In iteration #2 we kept everything the same and changed some wiring elsewhere, however, now we are completely stuck. It seems that the powering of the sensors brings GPIO2 into a state that neither allows booting nor flashing (we did not see this behaviour in iteration #1, thus we also did not realize the conceptual flaw). Just now we learned that using GPIO2 is a BAD idea.
Ok, on applying power, we can actively see the sensors sending data over I2C (using an oscilloscope) - just as it should be and GPIO2 seems to be the I2C master (?) - however, obviously the boot process crashes constantly with "Fatal Exception". To move forward and actively flash the board, we had to physically cut the I2C data bus to GPIO2 to get the board into flash/boot mode at all. As expected, the ESP then behaves as it should, but the bus is cut obviously, so no data. Now, here's what we tried given GPIO2 was cut:
1) cut power to the sensors, reestablish GPIO2 connection, establish power to sensors after booting, and use Wire.begin(2,14) as before. The result: there is no data sent over I2C. We clear the bus and we run into "SDA data line held low" with no chance to get out of this any more...

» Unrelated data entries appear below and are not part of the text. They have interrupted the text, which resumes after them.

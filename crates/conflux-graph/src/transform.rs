//! Transform and splitter rule types.
//!
//! A transform is an ordered list of operations. When the leading operation is
//! the configured splitter instruction, its `spec` holds a [`SplitterSpec`]:
//!
//! ```json
//! {
//!   "operation": "splitter",
//!   "spec": {
//!     "rules": [
//!       { "name": "eu", "condition": { "region": "eu" }, "destination": { "data_set_id": 10 } },
//!       { "name": "us", "condition": { "region": "us" }, "destination": { "name": "US orders" } }
//!     ],
//!     "fallback": { "action": "discard" }
//!   }
//! }
//! ```

use serde::{Deserialize, Serialize};

use crate::error::GraphError;

#[derive(Debug, Clone, PartialEq, Default, Serialize, Deserialize)]
pub struct Transform {
  #[serde(default)]
  pub operations: Vec<TransformOperation>,
}

#[derive(Debug, Clone, PartialEq, Serialize, Deserialize)]
pub struct TransformOperation {
  pub operation: String,
  #[serde(default)]
  pub spec: serde_json::Value,
}

/// Where a routing rule sends its records.
///
/// A destination with no `data_set_id` asks for a new branch set; the created
/// id is written back once the branch exists.
#[derive(Debug, Clone, PartialEq, Eq, Default, Serialize, Deserialize)]
pub struct Destination {
  #[serde(default, skip_serializing_if = "Option::is_none")]
  pub data_set_id: Option<u64>,
  #[serde(default, skip_serializing_if = "Option::is_none")]
  pub name: Option<String>,
}

#[derive(Debug, Clone, PartialEq, Serialize, Deserialize)]
pub struct SplitterRule {
  pub name: String,
  #[serde(default)]
  pub condition: serde_json::Value,
  #[serde(default)]
  pub destination: Destination,
}

/// What happens to records no rule matches. Absent means discard.
#[derive(Debug, Clone, PartialEq, Eq, Default, Serialize, Deserialize)]
#[serde(tag = "action", rename_all = "snake_case")]
pub enum Fallback {
  #[default]
  Discard,
  DataSet(Destination),
}

#[derive(Debug, Clone, PartialEq, Default, Serialize, Deserialize)]
pub struct SplitterSpec {
  #[serde(default)]
  pub rules: Vec<SplitterRule>,
  #[serde(default)]
  pub fallback: Fallback,
}

impl SplitterSpec {
  /// All destinations, rules first, then the fallback if it routes to a set.
  pub fn destinations(&self) -> Vec<&Destination> {
    let mut destinations: Vec<&Destination> = self.rules.iter().map(|r| &r.destination).collect();
    if let Fallback::DataSet(destination) = &self.fallback {
      destinations.push(destination);
    }
    destinations
  }

  pub fn destinations_mut(&mut self) -> Vec<&mut Destination> {
    let mut destinations: Vec<&mut Destination> =
      self.rules.iter_mut().map(|r| &mut r.destination).collect();
    if let Fallback::DataSet(destination) = &mut self.fallback {
      destinations.push(destination);
    }
    destinations
  }

  /// Existing set ids referenced by rules or the fallback.
  pub fn referenced_ids(&self) -> Vec<u64> {
    self
      .destinations()
      .into_iter()
      .filter_map(|d| d.data_set_id)
      .collect()
  }
}

impl Transform {
  pub fn leading_operation(&self) -> Option<&TransformOperation> {
    self.operations.first()
  }

  pub fn is_splitter(&self, splitter_operation: &str) -> bool {
    self
      .leading_operation()
      .is_some_and(|op| op.operation == splitter_operation)
  }

  /// Parse the splitter spec, if the leading operation is the splitter.
  pub fn splitter_spec(
    &self,
    splitter_operation: &str,
  ) -> Result<Option<SplitterSpec>, GraphError> {
    match self.leading_operation() {
      Some(op) if op.operation == splitter_operation => {
        let spec = if op.spec.is_null() {
          SplitterSpec::default()
        } else {
          serde_json::from_value(op.spec.clone())
            .map_err(|e| GraphError::bad_request(format!("invalid splitter spec: {}", e)))?
        };
        Ok(Some(spec))
      }
      _ => Ok(None),
    }
  }

  /// Replace the leading operation's spec with `spec`.
  pub fn set_splitter_spec(&mut self, spec: &SplitterSpec) -> Result<(), GraphError> {
    let op = self
      .operations
      .first_mut()
      .ok_or_else(|| GraphError::bad_request("transform has no operations"))?;
    op.spec = serde_json::to_value(spec)
      .map_err(|e| GraphError::bad_request(format!("invalid splitter spec: {}", e)))?;
    Ok(())
  }
}

#[cfg(test)]
mod tests {
  use super::*;
  use serde_json::json;

  fn splitter_transform(spec: serde_json::Value) -> Transform {
    Transform {
      operations: vec![
        TransformOperation {
          operation: "splitter".to_string(),
          spec,
        },
        TransformOperation {
          operation: "rename".to_string(),
          spec: json!({}),
        },
      ],
    }
  }

  #[test]
  fn test_splitter_detection_uses_leading_operation() {
    let transform = splitter_transform(json!({}));
    assert!(transform.is_splitter("splitter"));

    let mut reordered = transform.clone();
    reordered.operations.reverse();
    assert!(!reordered.is_splitter("splitter"));
    assert_eq!(reordered.splitter_spec("splitter").unwrap(), None);
  }

  #[test]
  fn test_missing_fallback_means_discard() {
    let transform = splitter_transform(json!({
      "rules": [{ "name": "a", "destination": { "data_set_id": 10 } }]
    }));
    let spec = transform.splitter_spec("splitter").unwrap().unwrap();
    assert_eq!(spec.fallback, Fallback::Discard);
    assert_eq!(spec.referenced_ids(), vec![10]);
  }

  #[test]
  fn test_fallback_destination_is_referenced() {
    let transform = splitter_transform(json!({
      "rules": [{ "name": "a", "destination": { "name": "New" } }],
      "fallback": { "action": "data_set", "data_set_id": 11 }
    }));
    let spec = transform.splitter_spec("splitter").unwrap().unwrap();
    assert_eq!(spec.referenced_ids(), vec![11]);
    assert_eq!(spec.destinations().len(), 2);
  }

  #[test]
  fn test_invalid_spec_is_bad_request() {
    let transform = splitter_transform(json!({ "rules": "nope" }));
    let err = transform.splitter_spec("splitter").unwrap_err();
    assert!(matches!(err, GraphError::BadRequest { .. }));
  }

  #[test]
  fn test_write_back_spec() {
    let mut transform = splitter_transform(json!({
      "rules": [{ "name": "a", "destination": { "name": "New" } }]
    }));
    let mut spec = transform.splitter_spec("splitter").unwrap().unwrap();
    for destination in spec.destinations_mut() {
      destination.data_set_id = Some(42);
    }
    transform.set_splitter_spec(&spec).unwrap();

    let reparsed = transform.splitter_spec("splitter").unwrap().unwrap();
    assert_eq!(reparsed.referenced_ids(), vec![42]);
    assert_eq!(reparsed.rules[0].destination.name.as_deref(), Some("New"));
  }
}
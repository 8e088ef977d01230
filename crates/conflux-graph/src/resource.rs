//! Resources and their graph hooks.

use serde::{Deserialize, Serialize};

use crate::error::{Fault, GraphError};
use crate::ids::{AccessTarget, OrgId, ProjectId, ResourceKind, ResourceRef, UserId};
use crate::node::ResourceStatus;
use crate::transform::Transform;

/// Ingestion endpoint. A source fed by a sink (`data_sink_id`) starts a
/// dependent flow.
#[derive(Debug, Clone, PartialEq, Serialize, Deserialize)]
pub struct DataSource {
  pub id: u64,
  pub name: String,
  pub owner_id: UserId,
  pub org_id: OrgId,
  #[serde(default)]
  pub project_id: Option<ProjectId>,
  #[serde(default)]
  pub status: ResourceStatus,
  pub connector_type: String,
  #[serde(default)]
  pub data_sink_id: Option<u64>,
  #[serde(default)]
  pub credential_id: Option<u64>,
  #[serde(default)]
  pub config: serde_json::Map<String, serde_json::Value>,
}

/// Transform stage. Exactly one of `data_source_id` / `parent_data_set_id`
/// is set once the set is attached.
#[derive(Debug, Clone, PartialEq, Serialize, Deserialize)]
pub struct DataSet {
  pub id: u64,
  pub name: String,
  pub owner_id: UserId,
  pub org_id: OrgId,
  #[serde(default)]
  pub project_id: Option<ProjectId>,
  #[serde(default)]
  pub status: ResourceStatus,
  #[serde(default)]
  pub data_source_id: Option<u64>,
  #[serde(default)]
  pub parent_data_set_id: Option<u64>,
  #[serde(default)]
  pub transform: Option<Transform>,
  #[serde(default)]
  pub code_container_id: Option<u64>,
  #[serde(default)]
  pub output_schema: serde_json::Value,
  #[serde(default)]
  pub samples: Vec<serde_json::Value>,
  #[serde(default)]
  pub cached_samples: Vec<serde_json::Value>,
}

/// Delivery endpoint.
#[derive(Debug, Clone, PartialEq, Serialize, Deserialize)]
pub struct DataSink {
  pub id: u64,
  pub name: String,
  pub owner_id: UserId,
  pub org_id: OrgId,
  #[serde(default)]
  pub project_id: Option<ProjectId>,
  #[serde(default)]
  pub status: ResourceStatus,
  pub connector_type: String,
  #[serde(default)]
  pub data_set_id: Option<u64>,
  #[serde(default)]
  pub credential_id: Option<u64>,
  #[serde(default)]
  pub config: serde_json::Map<String, serde_json::Value>,
}

/// Closed union over the three resource kinds.
#[derive(Debug, Clone, PartialEq, Serialize, Deserialize)]
#[serde(tag = "kind", rename_all = "snake_case")]
pub enum Resource {
  Source(DataSource),
  Set(DataSet),
  Sink(DataSink),
}

macro_rules! common_field {
  ($self:ident, $field:ident) => {
    match $self {
      Resource::Source(r) => &r.$field,
      Resource::Set(r) => &r.$field,
      Resource::Sink(r) => &r.$field,
    }
  };
}

impl Resource {
  pub fn kind(&self) -> ResourceKind {
    match self {
      Resource::Source(_) => ResourceKind::Source,
      Resource::Set(_) => ResourceKind::Set,
      Resource::Sink(_) => ResourceKind::Sink,
    }
  }

  pub fn id(&self) -> u64 {
    *common_field!(self, id)
  }

  pub fn reference(&self) -> ResourceRef {
    ResourceRef::new(self.kind(), self.id())
  }

  pub fn name(&self) -> &str {
    common_field!(self, name)
  }

  pub fn owner_id(&self) -> UserId {
    *common_field!(self, owner_id)
  }

  pub fn org_id(&self) -> OrgId {
    *common_field!(self, org_id)
  }

  pub fn project_id(&self) -> Option<ProjectId> {
    *common_field!(self, project_id)
  }

  pub fn status(&self) -> ResourceStatus {
    *common_field!(self, status)
  }

  /// The parent recorded on the resource itself.
  ///
  /// This denormalized link must agree with the graph node's parent pointer.
  pub fn declared_parent(&self) -> Option<ResourceRef> {
    match self {
      Resource::Source(source) => source.data_sink_id.map(ResourceRef::sink),
      Resource::Set(set) => set
        .parent_data_set_id
        .map(ResourceRef::set)
        .or(set.data_source_id.map(ResourceRef::source)),
      Resource::Sink(sink) => sink.data_set_id.map(ResourceRef::set),
    }
  }

  /// Rewrite the denormalized parent link. Rejects parents of the wrong kind.
  pub fn set_declared_parent(&mut self, parent: Option<ResourceRef>) -> Result<(), GraphError> {
    let own = self.reference();
    let invalid = |parent: ResourceRef| {
      GraphError::bad_request(format!("{} cannot be a parent of {}", parent, own))
    };

    match self {
      Resource::Source(source) => match parent {
        None => source.data_sink_id = None,
        Some(p) if p.kind == ResourceKind::Sink => source.data_sink_id = Some(p.id),
        Some(p) => return Err(invalid(p)),
      },
      Resource::Set(set) => match parent {
        None => {
          set.data_source_id = None;
          set.parent_data_set_id = None;
        }
        Some(p) if p.kind == ResourceKind::Source => {
          set.data_source_id = Some(p.id);
          set.parent_data_set_id = None;
        }
        Some(p) if p.kind == ResourceKind::Set => {
          set.data_source_id = None;
          set.parent_data_set_id = Some(p.id);
        }
        Some(p) => return Err(invalid(p)),
      },
      Resource::Sink(sink) => match parent {
        None => sink.data_set_id = None,
        Some(p) if p.kind == ResourceKind::Set => sink.data_set_id = Some(p.id),
        Some(p) => return Err(invalid(p)),
      },
    }

    Ok(())
  }

  pub fn set_status(&mut self, status: ResourceStatus) {
    match self {
      Resource::Source(r) => r.status = status,
      Resource::Set(r) => r.status = status,
      Resource::Sink(r) => r.status = status,
    }
  }

  /// Activation hook. A sink must be attached to a set before it can run.
  pub fn activate(&mut self) -> Result<(), GraphError> {
    if let Resource::Sink(sink) = self
      && sink.data_set_id.is_none()
    {
      return Err(GraphError::bad_request(format!(
        "sink {} has no data set to deliver",
        sink.id
      )));
    }
    self.set_status(ResourceStatus::Active);
    Ok(())
  }

  pub fn pause(&mut self) {
    self.set_status(ResourceStatus::Paused);
  }

  /// Deep copy under a new id and owner. The copy starts paused-at-init and
  /// detached; the caller re-links its parent.
  pub fn copy_as(
    &self,
    new_id: u64,
    owner_id: UserId,
    org_id: OrgId,
    name_suffix: &str,
  ) -> Resource {
    let mut copy = self.clone();
    match &mut copy {
      Resource::Source(r) => {
        r.id = new_id;
        r.name.push_str(name_suffix);
        r.owner_id = owner_id;
        r.org_id = org_id;
      }
      Resource::Set(r) => {
        r.id = new_id;
        r.name.push_str(name_suffix);
        r.owner_id = owner_id;
        r.org_id = org_id;
      }
      Resource::Sink(r) => {
        r.id = new_id;
        r.name.push_str(name_suffix);
        r.owner_id = owner_id;
        r.org_id = org_id;
      }
    }
    copy.set_status(ResourceStatus::Init);
    copy
  }

  /// Non-topology resources this one depends on (credentials, code).
  pub fn dependencies(&self) -> Vec<AccessTarget> {
    match self {
      Resource::Source(r) => r.credential_id.map(AccessTarget::Credential).into_iter().collect(),
      Resource::Set(r) => r
        .code_container_id
        .map(AccessTarget::CodeContainer)
        .into_iter()
        .collect(),
      Resource::Sink(r) => r.credential_id.map(AccessTarget::Credential).into_iter().collect(),
    }
  }

  /// Ownership-transfer pre-flight: dependencies the new owner cannot read.
  pub fn chown_preflight(&self, can_read: &dyn Fn(AccessTarget) -> bool) -> Vec<AccessTarget> {
    self
      .dependencies()
      .into_iter()
      .filter(|target| !can_read(*target))
      .collect()
  }

  pub fn chown(&mut self, owner_id: UserId, org_id: OrgId) {
    match self {
      Resource::Source(r) => {
        r.owner_id = owner_id;
        r.org_id = org_id;
      }
      Resource::Set(r) => {
        r.owner_id = owner_id;
        r.org_id = org_id;
      }
      Resource::Sink(r) => {
        r.owner_id = owner_id;
        r.org_id = org_id;
      }
    }
  }

  /// Require this resource to be of `kind`.
  pub fn expect_kind(&self, kind: ResourceKind) -> Result<(), Fault> {
    if self.kind() == kind {
      Ok(())
    } else {
      Err(Fault::WrongResourceKind {
        expected: kind,
        actual: self.reference(),
      })
    }
  }
}
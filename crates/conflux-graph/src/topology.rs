use std::collections::{BTreeMap, BTreeSet, HashMap};

use crate::edges::{FlowLink, Project, TriggerEdge};
use crate::error::{Fault, GraphError};
use crate::ids::{NodeId, OrgId, ProjectId, ResourceKind, ResourceRef, UserId};
use crate::node::{GraphNode, ResourceStatus};
use crate::resource::{DataSet, DataSink, DataSource, Resource};

/// Id-keyed arena holding every resource, graph node, and cross-flow edge.
///
/// Parent/child adjacency is kept as an index next to the nodes. Node pointer
/// fields are only changed through [`Topology::set_node_links`] so the index
/// never drifts.
#[derive(Debug, Clone, Default)]
pub struct Topology {
  nodes: BTreeMap<NodeId, GraphNode>,
  node_by_resource: HashMap<ResourceRef, NodeId>,
  children: HashMap<NodeId, BTreeSet<NodeId>>,
  resources: BTreeMap<ResourceRef, Resource>,
  projects: BTreeMap<ProjectId, Project>,
  triggers: BTreeMap<u64, TriggerEdge>,
  links: BTreeMap<u64, FlowLink>,
  sequences: Sequences,
}

#[derive(Debug, Clone, Default)]
struct Sequences {
  node: u64,
  source: u64,
  set: u64,
  sink: u64,
  project: u64,
  trigger: u64,
  link: u64,
}

fn bump(counter: &mut u64) -> u64 {
  *counter += 1;
  *counter
}

impl Topology {
  pub fn new() -> Self {
    Self::default()
  }

  /// Rebuild an arena from persisted rows. Indexes and id sequences are
  /// recomputed from the data.
  pub fn from_parts(
    nodes: Vec<GraphNode>,
    resources: Vec<Resource>,
    projects: Vec<Project>,
    triggers: Vec<TriggerEdge>,
    links: Vec<FlowLink>,
  ) -> Result<Self, GraphError> {
    let mut topology = Topology::new();
    for project in projects {
      topology.sequences.project = topology.sequences.project.max(project.id.0);
      topology.projects.insert(project.id, project);
    }
    for resource in resources {
      let counter = topology.sequence_for(resource.kind());
      *counter = (*counter).max(resource.id());
      topology.resources.insert(resource.reference(), resource);
    }
    for node in nodes {
      topology.sequences.node = topology.sequences.node.max(node.id.0);
      topology.insert_node(node)?;
    }
    for trigger in triggers {
      topology.sequences.trigger = topology.sequences.trigger.max(trigger.id);
      topology.triggers.insert(trigger.id, trigger);
    }
    for link in links {
      topology.sequences.link = topology.sequences.link.max(link.id);
      topology.links.insert(link.id, link);
    }
    Ok(topology)
  }

  fn sequence_for(&mut self, kind: ResourceKind) -> &mut u64 {
    match kind {
      ResourceKind::Source => &mut self.sequences.source,
      ResourceKind::Set => &mut self.sequences.set,
      ResourceKind::Sink => &mut self.sequences.sink,
    }
  }

  pub fn allocate_node_id(&mut self) -> NodeId {
    NodeId(bump(&mut self.sequences.node))
  }

  pub fn allocate_resource_id(&mut self, kind: ResourceKind) -> u64 {
    bump(self.sequence_for(kind))
  }

  pub fn allocate_trigger_id(&mut self) -> u64 {
    bump(&mut self.sequences.trigger)
  }

  pub fn allocate_link_id(&mut self) -> u64 {
    bump(&mut self.sequences.link)
  }

  pub fn allocate_project_id(&mut self) -> ProjectId {
    ProjectId(bump(&mut self.sequences.project))
  }

  // Resources

  pub fn resources(&self) -> impl Iterator<Item = &Resource> {
    self.resources.values()
  }

  pub fn resource(&self, r: ResourceRef) -> Option<&Resource> {
    self.resources.get(&r)
  }

  pub fn resource_mut(&mut self, r: ResourceRef) -> Option<&mut Resource> {
    self.resources.get_mut(&r)
  }

  pub fn require_resource(&self, r: ResourceRef) -> Result<&Resource, GraphError> {
    self.resource(r).ok_or_else(|| GraphError::not_found(r))
  }

  pub fn require_resource_mut(&mut self, r: ResourceRef) -> Result<&mut Resource, GraphError> {
    self.resources.get_mut(&r).ok_or_else(|| GraphError::not_found(r))
  }

  pub fn source(&self, id: u64) -> Option<&DataSource> {
    match self.resources.get(&ResourceRef::source(id)) {
      Some(Resource::Source(source)) => Some(source),
      _ => None,
    }
  }

  pub fn set(&self, id: u64) -> Option<&DataSet> {
    match self.resources.get(&ResourceRef::set(id)) {
      Some(Resource::Set(set)) => Some(set),
      _ => None,
    }
  }

  pub fn set_mut(&mut self, id: u64) -> Option<&mut DataSet> {
    match self.resources.get_mut(&ResourceRef::set(id)) {
      Some(Resource::Set(set)) => Some(set),
      _ => None,
    }
  }

  pub fn sink(&self, id: u64) -> Option<&DataSink> {
    match self.resources.get(&ResourceRef::sink(id)) {
      Some(Resource::Sink(sink)) => Some(sink),
      _ => None,
    }
  }

  pub fn insert_resource(&mut self, resource: Resource) -> Result<(), GraphError> {
    let r = resource.reference();
    if self.resources.contains_key(&r) {
      return Err(GraphError::conflict(format!("{} already exists", r), vec![r]));
    }
    let counter = self.sequence_for(r.kind);
    *counter = (*counter).max(r.id);
    self.resources.insert(r, resource);
    Ok(())
  }

  /// Remove a resource together with its graph node.
  pub fn remove_resource(&mut self, r: ResourceRef) -> Option<Resource> {
    if let Some(node_id) = self.node_by_resource.get(&r).copied() {
      self.remove_node(node_id);
    }
    self.resources.remove(&r)
  }

  /// Resources whose denormalized parent link points at `r`.
  pub fn structural_children(&self, r: ResourceRef) -> Vec<ResourceRef> {
    self
      .resources
      .values()
      .filter(|child| child.declared_parent() == Some(r))
      .map(Resource::reference)
      .collect()
  }

  /// Every declared parent mapped to its structural children, built in one
  /// pass. Stays valid while no declared parent changes.
  pub fn structural_index(&self) -> HashMap<ResourceRef, Vec<ResourceRef>> {
    let mut index: HashMap<ResourceRef, Vec<ResourceRef>> = HashMap::new();
    for resource in self.resources.values() {
      if let Some(parent) = resource.declared_parent() {
        index.entry(parent).or_default().push(resource.reference());
      }
    }
    index
  }

  // Nodes

  pub fn nodes(&self) -> impl Iterator<Item = &GraphNode> {
    self.nodes.values()
  }

  pub fn node_count(&self) -> usize {
    self.nodes.len()
  }

  pub fn node(&self, id: NodeId) -> Option<&GraphNode> {
    self.nodes.get(&id)
  }

  pub fn node_for(&self, r: ResourceRef) -> Option<&GraphNode> {
    self.node_by_resource.get(&r).and_then(|id| self.nodes.get(id))
  }

  /// The node for a resource that is required to have one.
  pub fn require_node_for(&self, r: ResourceRef) -> Result<&GraphNode, GraphError> {
    self
      .node_for(r)
      .ok_or_else(|| Fault::MissingGraphNode(r).into())
  }

  /// Follow a pointer held by `from`.
  pub fn resolve(&self, from: NodeId, to: NodeId) -> Result<&GraphNode, GraphError> {
    self
      .nodes
      .get(&to)
      .ok_or_else(|| Fault::DanglingPointer { from, to }.into())
  }

  pub fn insert_node(&mut self, node: GraphNode) -> Result<(), GraphError> {
    if let Some(existing) = self.node_by_resource.get(&node.resource)
      && *existing != node.id
    {
      return Err(GraphError::conflict(
        format!("{} already owns graph node {}", node.resource, existing),
        vec![node.resource],
      ));
    }
    if let Some(parent) = node.parent_node_id {
      self.children.entry(parent).or_default().insert(node.id);
    }
    self.node_by_resource.insert(node.resource, node.id);
    self.sequences.node = self.sequences.node.max(node.id.0);
    self.nodes.insert(node.id, node);
    Ok(())
  }

  pub fn remove_node(&mut self, id: NodeId) -> Option<GraphNode> {
    let node = self.nodes.remove(&id)?;
    if let Some(parent) = node.parent_node_id {
      self.unlink_child(parent, id);
    }
    self.node_by_resource.remove(&node.resource);
    Some(node)
  }

  fn unlink_child(&mut self, parent: NodeId, id: NodeId) {
    if let Some(siblings) = self.children.get_mut(&parent) {
      siblings.remove(&id);
      if siblings.is_empty() {
        self.children.remove(&parent);
      }
    }
  }

  /// Rewrite the parent/origin/shared-origin triple of a node.
  pub fn set_node_links(
    &mut self,
    id: NodeId,
    parent_node_id: Option<NodeId>,
    origin_node_id: NodeId,
    shared_origin_node_id: Option<NodeId>,
  ) -> Result<(), GraphError> {
    let node = self
      .nodes
      .get_mut(&id)
      .ok_or(Fault::DanglingPointer { from: id, to: id })?;
    let previous_parent = node.parent_node_id;
    node.parent_node_id = parent_node_id;
    node.origin_node_id = origin_node_id;
    node.shared_origin_node_id = shared_origin_node_id;

    if previous_parent != parent_node_id {
      if let Some(parent) = previous_parent {
        self.unlink_child(parent, id);
      }
      if let Some(parent) = parent_node_id {
        self.children.entry(parent).or_default().insert(id);
      }
    }
    Ok(())
  }

  pub fn set_node_status(&mut self, id: NodeId, status: ResourceStatus) {
    if let Some(node) = self.nodes.get_mut(&id) {
      node.status = status;
    }
  }

  pub fn set_node_owner(&mut self, id: NodeId, owner_id: UserId, org_id: OrgId) {
    if let Some(node) = self.nodes.get_mut(&id) {
      node.owner_id = owner_id;
      node.org_id = org_id;
    }
  }

  /// Child node ids, in ascending order.
  pub fn child_ids(&self, id: NodeId) -> Vec<NodeId> {
    self
      .children
      .get(&id)
      .map(|c| c.iter().copied().collect())
      .unwrap_or_default()
  }

  pub fn children(&self, id: NodeId) -> impl Iterator<Item = &GraphNode> {
    self
      .children
      .get(&id)
      .into_iter()
      .flat_map(|c| c.iter())
      .filter_map(|child| self.nodes.get(child))
  }

  /// Walk parent pointers from `id` to the first node that is its own origin.
  ///
  /// The walk is bounded by the node count; exceeding it means the parent
  /// chain is cyclic, which is a fault.
  pub fn root_of(&self, id: NodeId) -> Result<NodeId, GraphError> {
    let mut current = self.resolve(id, id)?;
    for _ in 0..=self.nodes.len() {
      if current.is_origin() {
        return Ok(current.id);
      }
      let parent = current
        .parent_node_id
        .ok_or(Fault::DanglingPointer {
          from: current.id,
          to: current.origin_node_id,
        })?;
      current = self.resolve(current.id, parent)?;
    }
    Err(Fault::ParentCycle(id).into())
  }

  /// Number of parent hops from `id` to a node without a parent.
  pub fn depth(&self, id: NodeId) -> Result<usize, GraphError> {
    let mut depth = 0;
    let mut current = self.resolve(id, id)?;
    while let Some(parent) = current.parent_node_id {
      depth += 1;
      if depth > self.nodes.len() {
        return Err(Fault::ParentCycle(id).into());
      }
      current = self.resolve(current.id, parent)?;
    }
    Ok(depth)
  }

  /// All nodes below `id` (excluding `id`), pre-order.
  pub fn descendants(&self, id: NodeId) -> Vec<NodeId> {
    let mut result = Vec::new();
    let mut stack: Vec<NodeId> = self.child_ids(id).into_iter().rev().collect();
    while let Some(current) = stack.pop() {
      result.push(current);
      stack.extend(self.child_ids(current).into_iter().rev());
    }
    result
  }

  // Projects

  pub fn projects(&self) -> impl Iterator<Item = &Project> {
    self.projects.values()
  }

  pub fn project(&self, id: ProjectId) -> Option<&Project> {
    self.projects.get(&id)
  }

  pub fn insert_project(&mut self, project: Project) {
    self.sequences.project = self.sequences.project.max(project.id.0);
    self.projects.insert(project.id, project);
  }

  // Trigger edges

  pub fn triggers(&self) -> impl Iterator<Item = &TriggerEdge> {
    self.triggers.values()
  }

  pub fn trigger(&self, id: u64) -> Option<&TriggerEdge> {
    self.triggers.get(&id)
  }

  pub fn insert_trigger(&mut self, trigger: TriggerEdge) {
    self.triggers.insert(trigger.id, trigger);
  }

  pub fn remove_trigger(&mut self, id: u64) -> Option<TriggerEdge> {
    self.triggers.remove(&id)
  }

  // Flow links

  pub fn links(&self) -> impl Iterator<Item = &FlowLink> {
    self.links.values()
  }

  pub fn link(&self, id: u64) -> Option<&FlowLink> {
    self.links.get(&id)
  }

  pub fn insert_link(&mut self, link: FlowLink) {
    self.links.insert(link.id, link);
  }

  pub fn remove_link(&mut self, id: u64) -> Option<FlowLink> {
    self.links.remove(&id)
  }
}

2) just rewire the SDA to GPIO5, and change the pin in the software with Wire.begin(5,14). The result: I2C does not come up, same problem with "SDA data line held low" as with GPIO2, no way to recover from this any more... (well, at least the board boots and does not get stuck in the fatal exception).
The big question is - why does it supposably work on GPIO2 causing the boot race condition, but does not work if we use GPIO5? We have read LOTS of forum entries and other comments with respect to the I2C and ESP12. Some pages say you can Quote "use pretty much any pin for I2C", however, after playing around with reset/clean/startup writes/reads from the new SDA pin 5, we are out of ideas, so any help on how to correctly set up the I2C bus given a booted board would be highly appreciated.